__Work order__.
Repeat the data exactly as it stands.

__Task inputs__.
use anyhow::{Context as _, Result};
use async_trait::async_trait;
use serde::Deserialize;
use serde_json::{Map, Value, json};
use sqlx::any::{AnyArguments, AnyRow};
use sqlx::{AnyPool, Arguments, Column, Row, TypeInfo};

use crate::canvas::NodeKind;
use crate::engine::template::render;
use crate::nodes::{CapabilityProvider, NodeInput, NodeOutcome, NodeOutput};

#[derive(Debug, Clone, Copy, Default, Deserialize)]
#[serde(rename_all = "lowercase")]
enum Operation {
    #[default]
    Query,
    Exec,
}

#[derive(Debug, Clone, Deserialize)]
#[serde(rename_all = "camelCase")]
struct DbConfig {
    /// Database URL; `{{input}}` placeholders are rendered.
    connection: String,
    #[serde(default)]
    operation: Operation,
    sql: String,
    /// Input names bound positionally to `?`/`$n` placeholders.
    #[serde(default)]
    params: Vec<String>,
}

/// SQL through the sqlx `Any` driver: `query` returns rows, `exec` rows affected.
pub struct DatabaseProvider;

fn bind_params(params: &[Value]) -> Result<AnyArguments<'_>> {
    let mut args = AnyArguments::default();
    for (i, param) in params.iter().enumerate() {
        let bound = match param {
            Value::String(s) => args.add(s.as_str()),
            Value::Number(n) => match n.as_i64() {
                Some(v) => args.add(v),
                None => args.add(n.as_f64().unwrap_or_default()),
            },
            Value::Bool(b) => args.add(*b),
            Value::Null => args.add(None::<String>),
            _ => anyhow::bail!(
                "param {} is an array or object and cannot be bound as SQL",
                i
            ),
        };
        bound.map_err(|e| anyhow::anyhow!("Failed to bind param {}: {}", i, e))?;
    }
    Ok(args)
}

/// Convert a row to a JSON object by inspecting column types at runtime.
fn row_to_json(row: &AnyRow) -> Value {
    let mut map = Map::new();
    for col in row.columns() {
        let ordinal = col.ordinal();
        let value = match col.type_info().name() {
            "INTEGER" | "INT" | "INT4" | "INT8" | "BIGINT" | "SMALLINT" => {
                row.try_get::<i64, _>(ordinal).map(Value::from).ok()
            }
            "REAL" | "FLOAT" | "FLOAT4" | "FLOAT8" | "DOUBLE" | "NUMERIC" => {
                row.try_get::<f64, _>(ordinal).map(Value::from).ok()
            }
            "BOOLEAN" | "BOOL" => row.try_get::<bool, _>(ordinal).map(Value::from).ok(),
            _ => row.try_get::<String, _>(ordinal).map(Value::String).ok(),
        };
        map.insert(col.name().to_string(), value.unwrap_or(Value::Null));
    }
    Value::Object(map)
}

#[async_trait]
impl CapabilityProvider for DatabaseProvider {
    fn node_type(&self) -> NodeKind {
        NodeKind::DatabaseOp
    }

    fn description(&self) -> &str {
        "Run a SQL query or statement against a database"
    }

    async fn execute(&self, input: NodeInput) -> Result<NodeOutcome> {
        let config: DbConfig =
            serde_json::from_value(input.config.clone()).context("invalid database config")?;
        let params: Vec<Value> = config
            .params
            .iter()
            .map(|name| input.inputs.get(name).cloned().unwrap_or(Value::Null))
            .collect();

        sqlx::any::install_default_drivers();
        let url = render(&config.connection, &input.inputs);
        let pool = AnyPool::connect(&url)
            .await
            .with_context(|| format!("Failed to connect to database '{}'", url))?;
        let args = bind_params(&params)?;

        let output = match config.operation {
            Operation::Query => {
                let rows: Vec<AnyRow> = sqlx::query_with(&config.sql, args)
                    .fetch_all(&pool)
                    .await
                    .context("database query failed")?;
                let rows: Vec<Value> = rows.iter().map(row_to_json).collect();
                Map::from_iter([
                    ("rowNum".to_string(), json!(rows.len())),
                    ("outputList".to_string(), Value::Array(rows)),
                ])
            }
            Operation::Exec => {
                let result = sqlx::query_with(&config.sql, args)
                    .execute(&pool)
                    .await
                    .context("database statement failed")?;
                Map::from_iter([("rowNum".to_string(), json!(result.rows_affected()))])
            }
        };
        pool.close().await;

        Ok(NodeOutcome::Output(NodeOutput::new(output)))
    }
}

__Exercise result__.
use anyhow::{Context as _, Result};
use async_trait::async_trait;
use serde::Deserialize;
use serde_json::{Map, Value, json};
use sqlx::any::{AnyArguments, AnyRow};
use sqlx::{AnyPool, Arguments, Column, Row, TypeInfo};

use crate::canvas::NodeKind;
use crate::engine::template::render;
use crate::nodes::{CapabilityProvider, NodeInput, NodeOutcome, NodeOutput};

#[derive(Debug, Clone, Copy, Default, Deserialize)]
#[serde(rename_all = "lowercase")]
enum Operation {
    #[default]
    Query,
    Exec,
}

#[derive(Debug, Clone, Deserialize)]
#[serde(rename_all = "camelCase")]
struct DbConfig {
    /// Database URL; `{{input}}` placeholders are rendered.
    connection: String,
    #[serde(default)]
    operation: Operation,
    sql: String,
    /// Input names bound positionally to `?`/`$n` placeholders.
    #[serde(default)]
    params: Vec<String>,
}

/// SQL through the sqlx `Any` driver: `query` returns rows, `exec` rows affected.
pub struct DatabaseProvider;

fn bind_params(params: &[Value]) -> Result<AnyArguments<'_>> {
    let mut args = AnyArguments::default();
    for (i, param) in params.iter().enumerate() {
        let bound = match param {
            Value::String(s) => args.add(s.as_str()),
            Value::Number(n) => match n.as_i64() {
                Some(v) => args.add(v),
                None => args.add(n.as_f64().unwrap_or_default()),
            },
            Value::Bool(b) => args.add(*b),
            Value::Null => args.add(None::<String>),
            _ => anyhow::bail!(
                "param {} is an array or object and cannot be bound as SQL",
                i
            ),
        };
        bound.map_err(|e| anyhow::anyhow!("Failed to bind param {}: {}", i, e))?;
    }
    Ok(args)
}

/// Convert a row to a JSON object by inspecting column types at runtime.
fn row_to_json(row: &AnyRow) -> Value {
    let mut map = Map::new();
    for col in row.columns() {
        let ordinal = col.ordinal();
        let value = match col.type_info().name() {
            "INTEGER" | "INT" | "INT4" | "INT8" | "BIGINT" | "SMALLINT" => {
                row.try_get::<i64, _>(ordinal).map(Value::from).ok()
            }
            "REAL" | "FLOAT" | "FLOAT4" | "FLOAT8" | "DOUBLE" | "NUMERIC" => {
                row.try_get::<f64, _>(ordinal).map(Value::from).ok()
            }
            "BOOLEAN" | "BOOL" => row.try_get::<bool, _>(ordinal).map(Value::from).ok(),
            _ => row.try_get::<String, _>(ordinal).map(Value::String).ok(),
        };
        map.insert(col.name().to_string(), value.unwrap_or(Value::Null));
    }
    Value::Object(map)
}

#[async_trait]
impl CapabilityProvider for DatabaseProvider {
    fn node_type(&self) -> NodeKind {
        NodeKind::DatabaseOp
    }

    fn description(&self) -> &str {
        "Run a SQL query or statement against a database"
    }

    async fn execute(&self, input: NodeInput) -> Result<NodeOutcome> {
        let config: DbConfig =
            serde_json::from_value(input.config.clone()).context("invalid database config")?;
        let params: Vec<Value> = config
            .params
            .iter()
            .map(|name| input.inputs.get(name).cloned().unwrap_or(Value::Null))
            .collect();

        sqlx::any::install_default_drivers();
        let url = render(&config.connection, &input.inputs);
        let pool = AnyPool::connect(&url)
            .await
            .with_context(|| format!("Failed to connect to database '{}'", url))?;
        let args = bind_params(&params)?;

        let output = match config.operation {
            Operation::Query => {
                let rows: Vec<AnyRow> = sqlx::query_with(&config.sql, args)
                    .fetch_all(&pool)
                    .await
                    .context("database query failed")?;
                let rows: Vec<Value> = rows.iter().map(row_to_json).collect();
                Map::from_iter([
                    ("rowNum".to_string(), json!(rows.len())),
                    ("outputList".to_string(), Value::Array(rows)),
                ])
            }
            Operation::Exec => {
                let result = sqlx::query_with(&config.sql, args)
                    .execute(&pool)
                    .await
                    .context("database statement failed")?;
                Map::from_iter([("rowNum".to_string(), json!(result.rows_affected()))])
            }
        };
        pool.close().await;

        Ok(NodeOutcome::Output(NodeOutput::new(output)))
    }
}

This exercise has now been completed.